Task item >>
Only lines with the string "running" should be returned from the data below.

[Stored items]
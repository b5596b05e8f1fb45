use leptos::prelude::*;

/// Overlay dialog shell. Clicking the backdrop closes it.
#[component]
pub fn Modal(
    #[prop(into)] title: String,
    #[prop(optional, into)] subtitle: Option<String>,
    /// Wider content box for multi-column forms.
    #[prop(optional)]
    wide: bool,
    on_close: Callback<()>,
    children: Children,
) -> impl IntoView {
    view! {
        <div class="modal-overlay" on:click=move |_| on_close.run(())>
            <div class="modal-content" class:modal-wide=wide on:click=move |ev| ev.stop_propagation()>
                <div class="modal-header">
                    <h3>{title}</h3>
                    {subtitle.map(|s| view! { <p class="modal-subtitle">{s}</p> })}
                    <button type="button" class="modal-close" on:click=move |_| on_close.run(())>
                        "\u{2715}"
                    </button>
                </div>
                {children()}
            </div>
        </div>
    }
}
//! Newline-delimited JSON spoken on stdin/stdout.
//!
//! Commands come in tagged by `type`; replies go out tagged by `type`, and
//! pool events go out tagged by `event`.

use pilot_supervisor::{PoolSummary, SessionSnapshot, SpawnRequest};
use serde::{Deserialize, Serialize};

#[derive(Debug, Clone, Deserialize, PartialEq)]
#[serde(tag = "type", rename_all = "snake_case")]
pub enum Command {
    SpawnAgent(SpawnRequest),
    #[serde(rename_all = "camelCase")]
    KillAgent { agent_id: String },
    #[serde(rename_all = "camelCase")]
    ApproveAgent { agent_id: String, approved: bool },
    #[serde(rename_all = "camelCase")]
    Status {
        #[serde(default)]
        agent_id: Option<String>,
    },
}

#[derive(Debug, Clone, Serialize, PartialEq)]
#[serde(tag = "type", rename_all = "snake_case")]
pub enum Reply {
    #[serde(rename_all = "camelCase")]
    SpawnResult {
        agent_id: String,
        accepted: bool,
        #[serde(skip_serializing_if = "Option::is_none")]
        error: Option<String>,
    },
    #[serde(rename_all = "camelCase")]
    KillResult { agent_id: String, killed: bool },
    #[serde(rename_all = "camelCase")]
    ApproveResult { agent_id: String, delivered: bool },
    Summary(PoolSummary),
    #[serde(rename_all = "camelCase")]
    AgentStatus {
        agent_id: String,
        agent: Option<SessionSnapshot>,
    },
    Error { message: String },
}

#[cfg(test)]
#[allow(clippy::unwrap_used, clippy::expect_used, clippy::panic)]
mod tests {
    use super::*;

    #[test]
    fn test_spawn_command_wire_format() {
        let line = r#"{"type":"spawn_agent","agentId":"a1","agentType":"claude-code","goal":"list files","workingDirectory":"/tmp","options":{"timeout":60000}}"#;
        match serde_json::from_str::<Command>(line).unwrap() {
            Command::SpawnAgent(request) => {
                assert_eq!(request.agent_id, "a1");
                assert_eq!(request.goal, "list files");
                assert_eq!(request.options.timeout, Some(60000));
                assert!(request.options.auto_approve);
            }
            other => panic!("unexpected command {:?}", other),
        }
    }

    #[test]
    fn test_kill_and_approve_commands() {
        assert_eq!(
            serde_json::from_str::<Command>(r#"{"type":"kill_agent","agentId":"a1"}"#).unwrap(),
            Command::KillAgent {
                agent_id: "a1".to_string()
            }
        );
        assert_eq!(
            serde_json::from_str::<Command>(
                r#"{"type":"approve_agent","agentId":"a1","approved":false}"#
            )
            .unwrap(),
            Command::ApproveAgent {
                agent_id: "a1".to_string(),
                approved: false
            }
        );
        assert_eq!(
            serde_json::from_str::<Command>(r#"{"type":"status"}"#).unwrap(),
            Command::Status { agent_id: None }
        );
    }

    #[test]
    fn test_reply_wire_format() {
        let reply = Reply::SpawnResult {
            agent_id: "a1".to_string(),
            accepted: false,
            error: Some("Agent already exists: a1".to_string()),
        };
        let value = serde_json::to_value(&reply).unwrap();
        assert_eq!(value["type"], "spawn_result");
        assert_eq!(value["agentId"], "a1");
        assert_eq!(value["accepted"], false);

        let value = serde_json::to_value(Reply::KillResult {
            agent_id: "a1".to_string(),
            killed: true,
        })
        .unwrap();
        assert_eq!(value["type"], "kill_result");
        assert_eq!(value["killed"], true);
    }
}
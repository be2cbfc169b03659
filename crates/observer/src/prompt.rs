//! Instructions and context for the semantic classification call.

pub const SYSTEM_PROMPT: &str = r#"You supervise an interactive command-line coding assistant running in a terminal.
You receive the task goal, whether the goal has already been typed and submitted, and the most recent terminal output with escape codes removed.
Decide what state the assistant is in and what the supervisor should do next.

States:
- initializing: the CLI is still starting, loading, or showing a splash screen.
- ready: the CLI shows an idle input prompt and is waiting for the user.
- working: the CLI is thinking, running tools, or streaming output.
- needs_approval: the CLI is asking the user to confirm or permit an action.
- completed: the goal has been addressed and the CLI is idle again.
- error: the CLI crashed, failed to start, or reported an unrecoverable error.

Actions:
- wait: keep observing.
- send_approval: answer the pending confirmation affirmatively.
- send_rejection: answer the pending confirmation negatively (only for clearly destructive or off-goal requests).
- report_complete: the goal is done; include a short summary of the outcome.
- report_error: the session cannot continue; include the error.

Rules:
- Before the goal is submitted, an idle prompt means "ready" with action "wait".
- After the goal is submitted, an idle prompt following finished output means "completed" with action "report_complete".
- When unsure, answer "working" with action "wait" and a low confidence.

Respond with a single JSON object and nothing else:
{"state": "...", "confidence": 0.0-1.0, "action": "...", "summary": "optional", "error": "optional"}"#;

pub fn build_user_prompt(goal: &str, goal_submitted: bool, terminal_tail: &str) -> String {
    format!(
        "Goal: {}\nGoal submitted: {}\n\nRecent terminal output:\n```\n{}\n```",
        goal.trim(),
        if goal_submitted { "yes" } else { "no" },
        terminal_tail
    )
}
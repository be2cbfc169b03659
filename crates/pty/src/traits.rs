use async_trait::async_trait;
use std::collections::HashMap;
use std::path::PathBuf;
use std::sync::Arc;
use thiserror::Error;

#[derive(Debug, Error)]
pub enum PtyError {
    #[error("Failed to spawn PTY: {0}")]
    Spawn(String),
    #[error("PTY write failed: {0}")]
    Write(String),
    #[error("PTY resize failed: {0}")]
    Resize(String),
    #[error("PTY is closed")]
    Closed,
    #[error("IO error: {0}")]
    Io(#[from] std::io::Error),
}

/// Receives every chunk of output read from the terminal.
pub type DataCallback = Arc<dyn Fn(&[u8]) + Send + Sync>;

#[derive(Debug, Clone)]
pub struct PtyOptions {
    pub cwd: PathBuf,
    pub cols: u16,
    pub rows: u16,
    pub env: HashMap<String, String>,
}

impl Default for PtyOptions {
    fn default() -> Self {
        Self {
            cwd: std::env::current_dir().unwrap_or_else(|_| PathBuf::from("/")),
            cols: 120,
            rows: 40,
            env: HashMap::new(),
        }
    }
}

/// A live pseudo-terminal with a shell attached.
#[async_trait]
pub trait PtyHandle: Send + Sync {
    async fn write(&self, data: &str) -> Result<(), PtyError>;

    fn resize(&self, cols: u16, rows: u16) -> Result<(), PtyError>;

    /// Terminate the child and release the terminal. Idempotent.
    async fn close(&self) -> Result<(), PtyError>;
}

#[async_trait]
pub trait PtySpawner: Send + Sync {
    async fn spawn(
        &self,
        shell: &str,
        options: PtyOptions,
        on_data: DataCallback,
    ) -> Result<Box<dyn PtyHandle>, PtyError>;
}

Answer to the exercise >>
pub const SYSTEM_PROMPT: &str = r#"You supervise an interactive command-line coding assistant running in a terminal.
- working: the CLI is thinking, running tools, or streaming output.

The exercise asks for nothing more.